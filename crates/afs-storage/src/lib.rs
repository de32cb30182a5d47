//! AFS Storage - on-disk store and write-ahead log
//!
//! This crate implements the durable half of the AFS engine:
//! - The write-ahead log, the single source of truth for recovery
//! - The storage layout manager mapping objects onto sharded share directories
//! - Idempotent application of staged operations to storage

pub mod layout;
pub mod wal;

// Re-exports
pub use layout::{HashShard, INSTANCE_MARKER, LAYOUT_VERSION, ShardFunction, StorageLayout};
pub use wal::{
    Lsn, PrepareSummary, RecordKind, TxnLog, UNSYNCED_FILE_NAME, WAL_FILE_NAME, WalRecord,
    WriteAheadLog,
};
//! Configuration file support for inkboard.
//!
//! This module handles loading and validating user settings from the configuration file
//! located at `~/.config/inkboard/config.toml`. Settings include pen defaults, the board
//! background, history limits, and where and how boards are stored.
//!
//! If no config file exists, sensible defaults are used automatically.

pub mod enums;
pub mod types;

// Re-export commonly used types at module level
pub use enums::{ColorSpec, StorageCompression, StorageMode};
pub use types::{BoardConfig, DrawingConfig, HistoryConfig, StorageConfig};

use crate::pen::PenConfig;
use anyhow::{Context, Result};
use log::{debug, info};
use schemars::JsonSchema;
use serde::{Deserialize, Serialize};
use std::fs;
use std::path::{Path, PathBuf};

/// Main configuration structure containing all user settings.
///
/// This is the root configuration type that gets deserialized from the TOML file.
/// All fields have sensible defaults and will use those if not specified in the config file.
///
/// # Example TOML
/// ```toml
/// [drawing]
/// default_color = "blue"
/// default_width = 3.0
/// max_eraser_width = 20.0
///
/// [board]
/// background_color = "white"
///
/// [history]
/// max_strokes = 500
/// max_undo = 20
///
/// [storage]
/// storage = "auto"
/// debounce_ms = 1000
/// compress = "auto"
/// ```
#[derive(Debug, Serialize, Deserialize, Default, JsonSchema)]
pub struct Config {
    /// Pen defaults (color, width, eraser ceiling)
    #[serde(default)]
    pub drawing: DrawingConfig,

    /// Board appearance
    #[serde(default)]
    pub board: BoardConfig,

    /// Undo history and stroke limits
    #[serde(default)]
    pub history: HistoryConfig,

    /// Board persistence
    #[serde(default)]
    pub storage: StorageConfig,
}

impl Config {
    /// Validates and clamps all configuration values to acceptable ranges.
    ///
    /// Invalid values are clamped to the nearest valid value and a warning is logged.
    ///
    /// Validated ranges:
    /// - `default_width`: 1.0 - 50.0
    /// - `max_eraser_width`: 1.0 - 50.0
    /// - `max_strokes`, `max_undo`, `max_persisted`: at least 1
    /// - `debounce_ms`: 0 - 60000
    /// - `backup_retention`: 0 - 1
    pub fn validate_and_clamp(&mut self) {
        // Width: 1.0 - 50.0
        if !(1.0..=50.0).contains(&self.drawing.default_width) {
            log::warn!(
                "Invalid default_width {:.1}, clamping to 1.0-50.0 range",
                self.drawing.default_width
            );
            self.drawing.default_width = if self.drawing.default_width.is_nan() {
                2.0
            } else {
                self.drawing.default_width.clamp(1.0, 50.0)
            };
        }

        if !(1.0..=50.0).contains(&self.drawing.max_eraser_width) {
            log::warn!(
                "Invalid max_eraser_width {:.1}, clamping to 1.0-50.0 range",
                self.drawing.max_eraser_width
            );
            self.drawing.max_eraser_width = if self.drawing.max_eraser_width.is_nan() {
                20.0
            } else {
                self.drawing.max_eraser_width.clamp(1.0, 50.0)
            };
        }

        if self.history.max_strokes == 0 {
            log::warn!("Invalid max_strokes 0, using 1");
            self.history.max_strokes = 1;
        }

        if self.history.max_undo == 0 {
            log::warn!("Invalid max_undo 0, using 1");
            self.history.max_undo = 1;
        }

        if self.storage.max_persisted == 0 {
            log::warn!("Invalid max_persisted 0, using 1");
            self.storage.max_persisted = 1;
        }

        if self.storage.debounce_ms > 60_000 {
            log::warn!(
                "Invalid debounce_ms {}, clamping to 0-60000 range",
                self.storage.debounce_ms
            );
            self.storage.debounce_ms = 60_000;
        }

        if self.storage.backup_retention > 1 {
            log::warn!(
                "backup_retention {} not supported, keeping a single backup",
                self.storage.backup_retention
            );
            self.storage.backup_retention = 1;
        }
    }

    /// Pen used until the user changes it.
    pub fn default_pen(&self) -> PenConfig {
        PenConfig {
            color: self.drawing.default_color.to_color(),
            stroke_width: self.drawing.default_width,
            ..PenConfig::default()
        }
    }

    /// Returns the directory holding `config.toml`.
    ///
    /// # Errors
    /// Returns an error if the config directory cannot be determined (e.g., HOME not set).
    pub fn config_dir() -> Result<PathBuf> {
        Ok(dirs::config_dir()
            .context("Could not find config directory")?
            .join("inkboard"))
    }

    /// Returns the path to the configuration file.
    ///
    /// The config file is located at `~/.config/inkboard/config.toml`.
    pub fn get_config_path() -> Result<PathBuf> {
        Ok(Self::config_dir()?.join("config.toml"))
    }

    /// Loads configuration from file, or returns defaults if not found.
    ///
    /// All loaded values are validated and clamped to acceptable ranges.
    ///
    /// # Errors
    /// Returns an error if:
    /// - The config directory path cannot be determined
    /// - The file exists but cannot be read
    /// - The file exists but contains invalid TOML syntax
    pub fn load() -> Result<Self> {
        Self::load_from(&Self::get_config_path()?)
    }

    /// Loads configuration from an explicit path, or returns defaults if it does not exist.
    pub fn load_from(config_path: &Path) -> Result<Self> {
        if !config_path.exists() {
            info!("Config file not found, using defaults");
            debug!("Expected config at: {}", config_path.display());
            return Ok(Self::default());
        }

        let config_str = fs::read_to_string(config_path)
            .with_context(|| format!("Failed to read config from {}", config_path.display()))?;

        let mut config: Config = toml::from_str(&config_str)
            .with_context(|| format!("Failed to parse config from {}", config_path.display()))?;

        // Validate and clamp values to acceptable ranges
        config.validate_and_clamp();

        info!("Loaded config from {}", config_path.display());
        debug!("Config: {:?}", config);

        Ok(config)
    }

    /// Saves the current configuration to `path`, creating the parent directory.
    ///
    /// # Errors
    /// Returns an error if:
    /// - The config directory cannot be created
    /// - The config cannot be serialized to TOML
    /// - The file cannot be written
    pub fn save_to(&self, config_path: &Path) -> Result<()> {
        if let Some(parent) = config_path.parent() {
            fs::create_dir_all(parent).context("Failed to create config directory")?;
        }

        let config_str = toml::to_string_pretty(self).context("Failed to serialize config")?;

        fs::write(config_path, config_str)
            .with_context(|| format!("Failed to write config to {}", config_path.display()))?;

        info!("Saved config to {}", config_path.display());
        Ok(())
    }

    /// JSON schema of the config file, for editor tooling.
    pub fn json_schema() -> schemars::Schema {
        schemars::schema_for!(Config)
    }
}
-------------------------
INSTRUCTIONS FOR THE TASK ▸ Going line by line, repeat the whole listing exactly.

ANSWER TO THE EXERCISE ▸
filename crates/afs-storage/src/lib.rs
repository de32cb30182a5d47
//! AFS Storage - on-disk store and write-ahead log
//!
//! This crate implements the durable half of the AFS engine:
//! - The write-ahead log, the single source of truth for recovery
//! - The storage layout manager mapping objects onto sharded share directories
//! - Idempotent application of staged operations to storage

pub mod layout;
pub mod wal;

// Re-exports
pub use layout::{HashShard, INSTANCE_MARKER, LAYOUT_VERSION, ShardFunction, StorageLayout};
pub use wal::{
    Lsn, PrepareSummary, RecordKind, TxnLog, UNSYNCED_FILE_NAME, WAL_FILE_NAME, WalRecord,
    WriteAheadLog,
};
//! Configuration file support for inkboard.
//!
//! This module handles loading and validating user settings from the configuration file
//! located at `~/.config/inkboard/config.toml`. Settings include pen defaults, the board
//! background, history limits, and where and how boards are stored.
//!
//! If no config file exists, sensible defaults are used automatically.

pub mod enums;
pub mod types;

// Re-export commonly used types at module level
pub use enums::{ColorSpec, StorageCompression, StorageMode};
pub use types::{BoardConfig, DrawingConfig, HistoryConfig, StorageConfig};

use crate::pen::PenConfig;
use anyhow::{Context, Result};
use log::{debug, info};
use schemars::JsonSchema;
use serde::{Deserialize, Serialize};
use std::fs;
use std::path::{Path, PathBuf};

/// Main configuration structure containing all user settings.
///
/// This is the root configuration type that gets deserialized from the TOML file.
/// All fields have sensible defaults and will use those if not specified in the config file.
///
/// # Example TOML
/// ```toml
/// [drawing]
/// default_color = "blue"
/// default_width = 3.0
/// max_eraser_width = 20.0
///
/// [board]
/// background_color = "white"
///
/// [history]
/// max_strokes = 500
/// max_undo = 20
///
/// [storage]
/// storage = "auto"
/// debounce_ms = 1000
/// compress = "auto"
/// ```
#[derive(Debug, Serialize, Deserialize, Default, JsonSchema)]
pub struct Config {
    /// Pen defaults (color, width, eraser ceiling)
    #[serde(default)]
    pub drawing: DrawingConfig,

    /// Board appearance
    #[serde(default)]
    pub board: BoardConfig,

    /// Undo history and stroke limits
    #[serde(default)]
    pub history: HistoryConfig,

    /// Board persistence
    #[serde(default)]
    pub storage: StorageConfig,
}

impl Config {
    /// Validates and clamps all configuration values to acceptable ranges.
    ///
    /// Invalid values are clamped to the nearest valid value and a warning is logged.
    ///
    /// Validated ranges:
    /// - `default_width`: 1.0 - 50.0
    /// - `max_eraser_width`: 1.0 - 50.0
    /// - `max_strokes`, `max_undo`, `max_persisted`: at least 1
    /// - `debounce_ms`: 0 - 60000
    /// - `backup_retention`: 0 - 1
    pub fn validate_and_clamp(&mut self) {
        // Width: 1.0 - 50.0
        if !(1.0..=50.0).contains(&self.drawing.default_width) {
            log::warn!(
                "Invalid default_width {:.1}, clamping to 1.0-50.0 range",
                self.drawing.default_width
            );
            self.drawing.default_width = if self.drawing.default_width.is_nan() {
                2.0
            } else {
                self.drawing.default_width.clamp(1.0, 50.0)
            };
        }

        if !(1.0..=50.0).contains(&self.drawing.max_eraser_width) {
            log::warn!(
                "Invalid max_eraser_width {:.1}, clamping to 1.0-50.0 range",
                self.drawing.max_eraser_width
            );
            self.drawing.max_eraser_width = if self.drawing.max_eraser_width.is_nan() {
                20.0
            } else {
                self.drawing.max_eraser_width.clamp(1.0, 50.0)
            };
        }

        if self.history.max_strokes == 0 {
            log::warn!("Invalid max_strokes 0, using 1");
            self.history.max_strokes = 1;
        }

        if self.history.max_undo == 0 {
            log::warn!("Invalid max_undo 0, using 1");
            self.history.max_undo = 1;
        }

        if self.storage.max_persisted == 0 {
            log::warn!("Invalid max_persisted 0, using 1");
            self.storage.max_persisted = 1;
        }

        if self.storage.debounce_ms > 60_000 {
            log::warn!(
                "Invalid debounce_ms {}, clamping to 0-60000 range",
                self.storage.debounce_ms
            );
            self.storage.debounce_ms = 60_000;
        }

        if self.storage.backup_retention > 1 {
            log::warn!(
                "backup_retention {} not supported, keeping a single backup",
                self.storage.backup_retention
            );
            self.storage.backup_retention = 1;
        }
    }

    /// Pen used until the user changes it.
    pub fn default_pen(&self) -> PenConfig {
        PenConfig {
            color: self.drawing.default_color.to_color(),
            stroke_width: self.drawing.default_width,
            ..PenConfig::default()
        }
    }

    /// Returns the directory holding `config.toml`.
    ///
    /// # Errors
    /// Returns an error if the config directory cannot be determined (e.g., HOME not set).
    pub fn config_dir() -> Result<PathBuf> {
        Ok(dirs::config_dir()
            .context("Could not find config directory")?
            .join("inkboard"))
    }

    /// Returns the path to the configuration file.
    ///
    /// The config file is located at `~/.config/inkboard/config.toml`.
    pub fn get_config_path() -> Result<PathBuf> {
        Ok(Self::config_dir()?.join("config.toml"))
    }

    /// Loads configuration from file, or returns defaults if not found.
    ///
    /// All loaded values are validated and clamped to acceptable ranges.
    ///
    /// # Errors
    /// Returns an error if:
    /// - The config directory path cannot be determined
    /// - The file exists but cannot be read
    /// - The file exists but contains invalid TOML syntax
    pub fn load() -> Result<Self> {
        Self::load_from(&Self::get_config_path()?)
    }

    /// Loads configuration from an explicit path, or returns defaults if it does not exist.
    pub fn load_from(config_path: &Path) -> Result<Self> {
        if !config_path.exists() {
            info!("Config file not found, using defaults");
            debug!("Expected config at: {}", config_path.display());
            return Ok(Self::default());
        }

        let config_str = fs::read_to_string(config_path)
            .with_context(|| format!("Failed to read config from {}", config_path.display()))?;

        let mut config: Config = toml::from_str(&config_str)
            .with_context(|| format!("Failed to parse config from {}", config_path.display()))?;

        // Validate and clamp values to acceptable ranges
        config.validate_and_clamp();

        info!("Loaded config from {}", config_path.display());
        debug!("Config: {:?}", config);

        Ok(config)
    }

    /// Saves the current configuration to `path`, creating the parent directory.
    ///
    /// # Errors
    /// Returns an error if:
    /// - The config directory cannot be created
    /// - The config cannot be serialized to TOML
    /// - The file cannot be written
    pub fn save_to(&self, config_path: &Path) -> Result<()> {
        if let Some(parent) = config_path.parent() {
            fs::create_dir_all(parent).context("Failed to create config directory")?;
        }

        let config_str = toml::to_string_pretty(self).context("Failed to serialize config")?;

        fs::write(config_path, config_str)
            .with_context(|| format!("Failed to write config to {}", config_path.display()))?;

        info!("Saved config to {}", config_path.display());
        Ok(())
    }

    /// JSON schema of the config file, for editor tooling.
    pub fn json_schema() -> schemars::Schema {
        schemars::schema_for!(Config)
    }
}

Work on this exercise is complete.